* Required action *
From the first entry to the last, repeat the listing exactly.
= Beginning of Section =
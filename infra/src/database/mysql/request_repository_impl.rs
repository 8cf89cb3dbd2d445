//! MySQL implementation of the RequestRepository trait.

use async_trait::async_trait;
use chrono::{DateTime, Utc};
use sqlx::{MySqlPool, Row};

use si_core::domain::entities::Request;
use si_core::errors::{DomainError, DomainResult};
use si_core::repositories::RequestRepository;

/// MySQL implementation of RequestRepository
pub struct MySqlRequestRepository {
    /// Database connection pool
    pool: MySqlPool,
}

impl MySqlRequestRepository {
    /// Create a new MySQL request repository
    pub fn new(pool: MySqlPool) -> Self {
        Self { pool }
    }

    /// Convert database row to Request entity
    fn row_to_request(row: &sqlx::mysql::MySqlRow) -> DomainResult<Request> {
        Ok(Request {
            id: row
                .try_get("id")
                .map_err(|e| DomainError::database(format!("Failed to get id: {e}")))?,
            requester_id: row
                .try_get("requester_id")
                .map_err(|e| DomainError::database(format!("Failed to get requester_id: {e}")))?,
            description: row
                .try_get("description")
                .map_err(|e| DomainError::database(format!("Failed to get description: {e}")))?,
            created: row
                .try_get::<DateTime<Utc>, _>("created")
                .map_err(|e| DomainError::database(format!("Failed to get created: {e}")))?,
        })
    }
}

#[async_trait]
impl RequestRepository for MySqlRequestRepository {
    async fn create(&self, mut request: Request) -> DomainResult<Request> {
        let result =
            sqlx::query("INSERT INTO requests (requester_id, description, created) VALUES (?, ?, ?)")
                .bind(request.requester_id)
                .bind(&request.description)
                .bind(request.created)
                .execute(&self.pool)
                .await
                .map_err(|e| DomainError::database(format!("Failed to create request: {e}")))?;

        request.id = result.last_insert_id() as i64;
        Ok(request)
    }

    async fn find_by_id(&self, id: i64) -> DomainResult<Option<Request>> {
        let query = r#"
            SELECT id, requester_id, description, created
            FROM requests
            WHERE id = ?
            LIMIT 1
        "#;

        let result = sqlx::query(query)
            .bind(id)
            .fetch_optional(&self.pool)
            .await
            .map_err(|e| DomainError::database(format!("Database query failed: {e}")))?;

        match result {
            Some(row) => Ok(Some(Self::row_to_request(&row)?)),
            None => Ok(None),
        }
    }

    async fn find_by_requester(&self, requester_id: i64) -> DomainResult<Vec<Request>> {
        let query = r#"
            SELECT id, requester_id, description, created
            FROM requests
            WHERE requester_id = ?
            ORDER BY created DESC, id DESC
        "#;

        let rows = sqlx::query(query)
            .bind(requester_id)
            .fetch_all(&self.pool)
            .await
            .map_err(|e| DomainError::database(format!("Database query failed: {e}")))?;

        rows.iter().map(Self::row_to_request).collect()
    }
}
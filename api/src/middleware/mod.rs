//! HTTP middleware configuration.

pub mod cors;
= End of Section =
* Task solution *
filename infra/src/database/mysql/request_repository_impl.rs
repository 8cf89cb3dbd2d445
//! MySQL implementation of the RequestRepository trait.

use async_trait::async_trait;
use chrono::{DateTime, Utc};
use sqlx::{MySqlPool, Row};

use si_core::domain::entities::Request;
use si_core::errors::{DomainError, DomainResult};
use si_core::repositories::RequestRepository;

/// MySQL implementation of RequestRepository
pub struct MySqlRequestRepository {
    /// Database connection pool
    pool: MySqlPool,
}

impl MySqlRequestRepository {
    /// Create a new MySQL request repository
    pub fn new(pool: MySqlPool) -> Self {
        Self { pool }
    }

    /// Convert database row to Request entity
    fn row_to_request(row: &sqlx::mysql::MySqlRow) -> DomainResult<Request> {
        Ok(Request {
            id: row
                .try_get("id")
                .map_err(|e| DomainError::database(format!("Failed to get id: {e}")))?,
            requester_id: row
                .try_get("requester_id")
                .map_err(|e| DomainError::database(format!("Failed to get requester_id: {e}")))?,
            description: row
                .try_get("description")
                .map_err(|e| DomainError::database(format!("Failed to get description: {e}")))?,
            created: row
                .try_get::<DateTime<Utc>, _>("created")
                .map_err(|e| DomainError::database(format!("Failed to get created: {e}")))?,
        })
    }
}

#[async_trait]
impl RequestRepository for MySqlRequestRepository {
    async fn create(&self, mut request: Request) -> DomainResult<Request> {
        let result =
            sqlx::query("INSERT INTO requests (requester_id, description, created) VALUES (?, ?, ?)")
                .bind(request.requester_id)
                .bind(&request.description)
                .bind(request.created)
                .execute(&self.pool)
                .await
                .map_err(|e| DomainError::database(format!("Failed to create request: {e}")))?;

        request.id = result.last_insert_id() as i64;
        Ok(request)
    }

    async fn find_by_id(&self, id: i64) -> DomainResult<Option<Request>> {
        let query = r#"
            SELECT id, requester_id, description, created
            FROM requests
            WHERE id = ?
            LIMIT 1
        "#;

        let result = sqlx::query(query)
            .bind(id)
            .fetch_optional(&self.pool)
            .await
            .map_err(|e| DomainError::database(format!("Database query failed: {e}")))?;

        match result {
            Some(row) => Ok(Some(Self::row_to_request(&row)?)),
            None => Ok(None),
        }
    }

    async fn find_by_requester(&self, requester_id: i64) -> DomainResult<Vec<Request>> {
        let query = r#"
            SELECT id, requester_id, description, created
            FROM requests
            WHERE requester_id = ?
            ORDER BY created DESC, id DESC
        "#;

        let rows = sqlx::query(query)
            .bind(requester_id)
            .fetch_all(&self.pool)
            .await
            .map_err(|e| DomainError::database(format!("Database query failed: {e}")))?;

        rows.iter().map(Self::row_to_request).collect()
    }
}
filename api/src/middleware/mod.rs
//! HTTP middleware configuration.

pub mod cors;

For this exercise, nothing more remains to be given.